Permaneço imóvel na cama, um bico dando dobras, emburrada pela humilhação.

Ela se volta ferozmente para mim, o dedo estendido de modo severo e censurador.

- Desmancha esse bico, se não vai apanhar mais! Não te bati direito, deveria pegar uma cinta que ai você ia ver! - passa pela porta e some, me deixando sozinha no quarto.

Ela está extremamente sentida. A falta de xingos, berros e histeria, se torna ensurdecedora. Mesmo assim, sinto que ela pode se amolecer se eu falar com mais jeitinho.

É a minha mãe. Ela jamais me daria as costas, nem numa situação dessas.

Sim, pode ser que ela esteja certa em dizer que eu me aproveito disso. É erradíssimo da minha parte. Mas qual outra opção me resta? Acatar ao que ela quer - que seria terminar com Donga - é impossível.

Busco por ela, a encontrando na cozinha.

Não sei mais o que falar. Fui honesta, abri toda a verdade e até já apanhei. Os tapas dela são dolorosos, sua mão é pesada. Já tive meu castigo físico. Não basta? Ainda terei de lidar com o castigo emocional, que é seu distanciamento e que é bem pior?

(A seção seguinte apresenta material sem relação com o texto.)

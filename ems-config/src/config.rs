//! Configuration schema, defaults, and validation.

use rust_decimal::Decimal;
use serde::{Deserialize, Serialize};
use std::collections::BTreeMap;
use std::path::Path;

/// Configuration errors
#[derive(Debug, thiserror::Error)]
pub enum ConfigError {
    #[error("I/O error: {0}")]
    Io(String),

    #[error("Parse error: {0}")]
    Parse(String),

    #[error("Invalid configuration: {0}")]
    Invalid(String),

    #[error("Invalid environment override {key}: {message}")]
    InvalidEnv { key: String, message: String },
}

/// Top-level EMS configuration
#[derive(Debug, Clone, Default, Serialize, Deserialize)]
#[serde(default)]
pub struct EmsConfig {
    pub scheduler: SchedulerConfig,
    pub ledger: LedgerConfig,
    pub insurer: InsurerConfig,
    pub dedup: DedupConfig,
    pub consumer: ConsumerConfig,
}

/// Smart scheduler settings
#[derive(Debug, Clone, Serialize, Deserialize)]
#[serde(default)]
pub struct SchedulerConfig {
    /// Tumbling window length per employer, in seconds
    pub window_seconds: u64,
    /// How often the sweeper visits active employers, in seconds
    pub sweep_interval_seconds: u64,
}

impl Default for SchedulerConfig {
    fn default() -> Self {
        Self {
            window_seconds: 300,
            sweep_interval_seconds: 5,
        }
    }
}

/// Terminal disposition of a LOCKED debit whose endorsement failed
#[derive(Debug, Clone, Copy, PartialEq, Eq, Serialize, Deserialize)]
#[serde(rename_all = "snake_case")]
pub enum FailedDebitPolicy {
    /// Row becomes FAILED and the debited amount is restored to the balance
    Refund,
    /// Row becomes CLEARED and the debit is kept
    Clear,
}

/// Ledger engine settings
#[derive(Debug, Clone, Serialize, Deserialize)]
#[serde(default)]
pub struct LedgerConfig {
    /// Balance under which a successful debit logs a low-balance warning
    pub low_balance_threshold: Decimal,
    /// TTL for `lock:{key}` entries taken by operational tooling, seconds
    pub lock_timeout_seconds: u64,
    /// Disposition of LOCKED debits on endorsement failure
    pub failed_debit_policy: FailedDebitPolicy,
    /// Stubbed per-type endorsement pricing, keyed by request type
    pub pricing: BTreeMap<String, Decimal>,
}

impl Default for LedgerConfig {
    fn default() -> Self {
        let mut pricing = BTreeMap::new();
        pricing.insert("ADDITION".to_string(), Decimal::new(15000, 2));
        pricing.insert("MODIFICATION".to_string(), Decimal::new(7500, 2));
        pricing.insert("DELETION".to_string(), Decimal::ZERO);
        Self {
            low_balance_threshold: Decimal::new(100000, 2),
            lock_timeout_seconds: 300,
            failed_debit_policy: FailedDebitPolicy::Refund,
            pricing,
        }
    }
}

/// Outbound protocol selector for a gateway entry
#[derive(Debug, Clone, Copy, PartialEq, Eq, Serialize, Deserialize)]
pub enum Protocol {
    #[serde(rename = "REST_API")]
    RestApi,
    #[serde(rename = "SOAP_XML")]
    SoapXml,
    #[serde(rename = "SFTP_BATCH")]
    SftpBatch,
}

impl Protocol {
    pub fn as_str(&self) -> &'static str {
        match self {
            Protocol::RestApi => "REST_API",
            Protocol::SoapXml => "SOAP_XML",
            Protocol::SftpBatch => "SFTP_BATCH",
        }
    }
}

impl Default for Protocol {
    fn default() -> Self {
        Protocol::RestApi
    }
}

/// Per-insurer outbound endpoint configuration
#[derive(Debug, Clone, Serialize, Deserialize)]
pub struct GatewayEntry {
    /// Endpoint URL; `{insurer_id}` is substituted before dispatch
    pub url: String,
    #[serde(default = "default_method")]
    pub method: String,
    /// Static headers sent with every request (tokens are masked in audits)
    #[serde(default)]
    pub headers: BTreeMap<String, String>,
    /// Per-insurer override of the request timeout
    #[serde(default)]
    pub timeout_seconds: Option<u64>,
    #[serde(default)]
    pub protocol: Protocol,
}

fn default_method() -> String {
    "POST".to_string()
}

/// Insurer gateway settings
#[derive(Debug, Clone, Serialize, Deserialize)]
#[serde(default)]
pub struct InsurerConfig {
    /// Maximum technical retries before dead-lettering
    pub max_retries: u32,
    /// Exponential backoff base; delay = base^(retry_count+1) * 60 seconds
    pub backoff_base: u32,
    /// Default outbound HTTP timeout, seconds
    pub request_timeout_seconds: u64,
    /// Gateway entries keyed by insurer id
    pub gateways: BTreeMap<String, GatewayEntry>,
}

impl Default for InsurerConfig {
    fn default() -> Self {
        Self {
            max_retries: 3,
            backoff_base: 2,
            request_timeout_seconds: 30,
            gateways: BTreeMap::new(),
        }
    }
}

/// Duplicate-request guard settings
#[derive(Debug, Clone, Serialize, Deserialize)]
#[serde(default)]
pub struct DedupConfig {
    /// Fingerprint TTL, seconds
    pub ttl_seconds: u64,
}

impl Default for DedupConfig {
    fn default() -> Self {
        Self { ttl_seconds: 86_400 }
    }
}

/// Bus consumer settings
#[derive(Debug, Clone, Serialize, Deserialize)]
#[serde(default)]
pub struct ConsumerConfig {
    /// Maximum messages per batch in bulk mode
    pub batch_size: usize,
    /// Maximum seconds to wait filling a batch
    pub batch_timeout_seconds: u64,
}

impl Default for ConsumerConfig {
    fn default() -> Self {
        Self {
            batch_size: 50,
            batch_timeout_seconds: 5,
        }
    }
}

/// Load configuration from a TOML file
pub fn load_from_file(path: &Path) -> Result<EmsConfig, ConfigError> {
    let content = std::fs::read_to_string(path).map_err(|e| ConfigError::Io(e.to_string()))?;
    toml::from_str(&content).map_err(|e| ConfigError::Parse(e.to_string()))
}

impl EmsConfig {
    /// Validate cross-field constraints
    pub fn validate(&self) -> Result<(), ConfigError> {
        if self.scheduler.window_seconds == 0 {
            return Err(ConfigError::Invalid(
                "scheduler.window_seconds must be > 0".to_string(),
            ));
        }
        if self.insurer.backoff_base < 1 {
            return Err(ConfigError::Invalid(
                "insurer.backoff_base must be >= 1".to_string(),
            ));
        }
        for (insurer_id, entry) in &self.insurer.gateways {
            if entry.url.is_empty() {
                return Err(ConfigError::Invalid(format!(
                    "insurer.gateways.{insurer_id}.url must not be empty"
                )));
            }
        }
        Ok(())
    }
}

#[cfg(test)]
mod tests {
    use super::*;
    use rust_decimal_macros::dec;

    #[test]
    fn test_defaults_validate() {
        let config = EmsConfig::default();
        assert!(config.validate().is_ok());
        assert_eq!(config.scheduler.window_seconds, 300);
        assert_eq!(config.insurer.max_retries, 3);
        assert_eq!(config.ledger.pricing["ADDITION"], dec!(150.00));
        assert_eq!(config.ledger.failed_debit_policy, FailedDebitPolicy::Refund);
    }

    #[test]
    fn test_load_from_toml() {
        let toml_src = r#"
            [scheduler]
            window_seconds = 60

            [ledger]
            low_balance_threshold = "250.00"
            failed_debit_policy = "clear"

            [ledger.pricing]
            ADDITION = "99.50"

            [insurer]
            max_retries = 5

            [insurer.gateways.AETNA_01]
            url = "https://api.aetna.example/v1/members"
            method = "POST"

            [insurer.gateways.AETNA_01.headers]
            Authorization = "Bearer s3cr3t"
        "#;
        let config: EmsConfig = toml::from_str(toml_src).unwrap();
        assert!(config.validate().is_ok());
        assert_eq!(config.scheduler.window_seconds, 60);
        assert_eq!(config.ledger.low_balance_threshold, dec!(250.00));
        assert_eq!(config.ledger.failed_debit_policy, FailedDebitPolicy::Clear);
        assert_eq!(config.ledger.pricing["ADDITION"], dec!(99.50));
        assert_eq!(config.insurer.max_retries, 5);
        let entry = &config.insurer.gateways["AETNA_01"];
        assert_eq!(entry.protocol, Protocol::RestApi);
        assert_eq!(entry.method, "POST");
    }

    #[test]
    fn test_empty_gateway_url_rejected() {
        let mut config = EmsConfig::default();
        config.insurer.gateways.insert(
            "BAD".to_string(),
            GatewayEntry {
                url: String::new(),
                method: "POST".to_string(),
                headers: BTreeMap::new(),
                timeout_seconds: None,
                protocol: Protocol::RestApi,
            },
        );
        assert!(config.validate().is_err());
    }
}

Procuro ajudá-la nas tarefas, conquistando uma aproximação. Mas nada funciona.

Guardamos o que havia na mesa, limpamos os cacos de vidro do chão, ajeitamos toda a bagunça e nada de ela me dirigir nem um olhar se quer.

Embora eu sinta que nem tudo está perdido, suas lágrimas soturnas me preocupam.

Se certificando de que a cozinha voltou a ser um local absurdamente limpo, ela tem a mesma atitude que teve no quarto. Enxugando discretamente os olhos, não se dirige a mim quando resolve ir para a sala.

Ando amuada e contrita atrás dela, como um cachorrinho perdido, implorando migalhas de atenção.

Quando ela se encolhe, dobrando as pernas rente ao peito no sofá e liga a tv, expressando aquele olhar ressentido rumo a tela, vejo lágrimas varando pelos seus olhos, sem trégua. Resolvo tomar uma atitude. Não consigo lidar com seu silêncio frio e inquietante.

Sento-me ao seu lado, os olhos suplicantes sobre ela. Já os seus me ignoram, tristes e opacos, mirando sem enxergar a tv.

- Mãe, não faz assim... não me ignora desse jeito. Eu sei que você está brava, mas... - antes de eu concluir, seu olhar voa para o meu.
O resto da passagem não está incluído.